Friday, April 16, 2010

v is for...

four weeks ago, i made the decision to go vegan. i didn't really tell anyone, like my parents or anything. i just said i wasn't eating cheese because of the fat content. but really, i was giving this vegan thing a test run. and here i am, four weeks later, and the only non-vegan thing i've had was a single bite of birthday cake. i'm pretty impressed. i didn't think i could give up mozzarella cheese, which was really the only thing stopping me from going vegan. but it hasn't been too bad. yeah, i've had cravings. but overall, i feel pretty good about the decision. and i'm going to continue with it.

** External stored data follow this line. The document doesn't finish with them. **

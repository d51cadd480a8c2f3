#[cfg(feature = "approx")]
mod approx;
mod debug;
mod dims;
mod owned;
mod view;

pub use dims::*;
pub use owned::*;
pub use view::*;

use std::ops::Range;
use std::slice::ChunksExact;

/// Shape information shared by owned tensors and views
pub trait ITensor<D: Dims> {
    fn len(&self) -> usize;
    fn dims(&self) -> &D;
    #[inline]
    fn is_empty(&self) -> bool {
        self.len() == 0
    }
}

pub trait TensorBase<T, D: Dims>: ITensor<D> + AsRef<[T]> {
    #[inline]
    fn view(&self) -> TensorView<'_, T, D> {
        TensorView::from_slice(self.as_ref(), *self.dims())
    }
}

/// Row access for 2d tensors stored in row-major order.
pub trait RowMajor<T>: TensorBase<T, Dim2> {
    #[inline]
    fn rows(&self) -> usize {
        self.dims().rows()
    }

    #[inline]
    fn cols(&self) -> usize {
        self.dims().cols()
    }

    fn row(&self, idx: usize) -> &[T] {
        let cols = self.cols();
        &self.as_ref()[idx * cols..(idx + 1) * cols]
    }

    fn iter_rows(&self) -> ChunksExact<'_, T> {
        // a zero width matrix has no data, any chunk size yields nothing
        self.as_ref().chunks_exact(self.cols().max(1))
    }

    fn slice_rows(&self, range: Range<usize>) -> TensorView2<'_, T> {
        assert!(
            range.start <= range.end && range.end <= self.rows(),
            "Row range {range:?} out of bounds for dims {}",
            self.dims()
        );
        let cols = self.cols();
        TensorView::from_slice(
            &self.as_ref()[range.start * cols..range.end * cols],
            Dim2(range.end - range.start, cols),
        )
    }
}

impl<T, X> RowMajor<T> for X where X: TensorBase<T, Dim2> + ?Sized {}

today, though, i told my soon-to-be co-workers that i'm vegan, and they were full of the same questions that most meat eaters are: how do you get your protein? what if the milk is organic? don't you know that humans are meant to eat meat? there's a circle of life for a reason... yada, yada, yada. i was pretty much getting attacked by one person, in particular, who went to vet school and said she went veg during her time in college because of all the research she was reading. but then decided she couldn't live that way, and now tries to do organic/local/self-sustaining farming. and i think that's great. if i raised my dairy cows and milked them myself and had a way to pasteurize the milk, yeah, maybe i wouldn't be vegan. but the thing is that i don't, so i have to go with what works for me. i told her that i'm not out to convert anyone, or push my beliefs on anyone -- what's right for me isn't right for everyone. but she just wouldn't let it go. and i was reminded of myself ten years ago, when i was just as hostile with my wife because i didn't understand it, and i probably had some guilt in there too. i chose not to think about how my food choices mattered because i didn't want to give up the things i enjoyed. being a picky eater, chicken and turkey and cheese subs were my staples. and so a lot of my lashing out probably had to do with my own insecurities and feelings of guilt for eating animals.

but things are different today. i did a lot of research, and there were health problems to contend with, too. going organic did a lot for relieving the symptoms of my pituitary tumor, but not enough. giving up meat altogether did help. and now that i've given up dairy, i feel even better. it was a choice that i made for both my spiritual and physical well-being. it really isn't for everyone, and i understand that. for me, it really is a spiritual thing. my soul feels lighter as a result, and as hokey as that might sound to others, it's just how it is. not everyone will choose this path, and i accept that. i'm not into the PETA way of doing things -- cramming it down the throats of anyone who will listen. extremism always seems harmful to me, because it pushes people away. instead, i'd rather live by example. this is an alternative, for people who might want to feel healthier or reduce their footprint or find a more compassionate way of living.

but again, it's not for everyone. this is just my journey. and all i can do is be present in it, and hope that people will understand.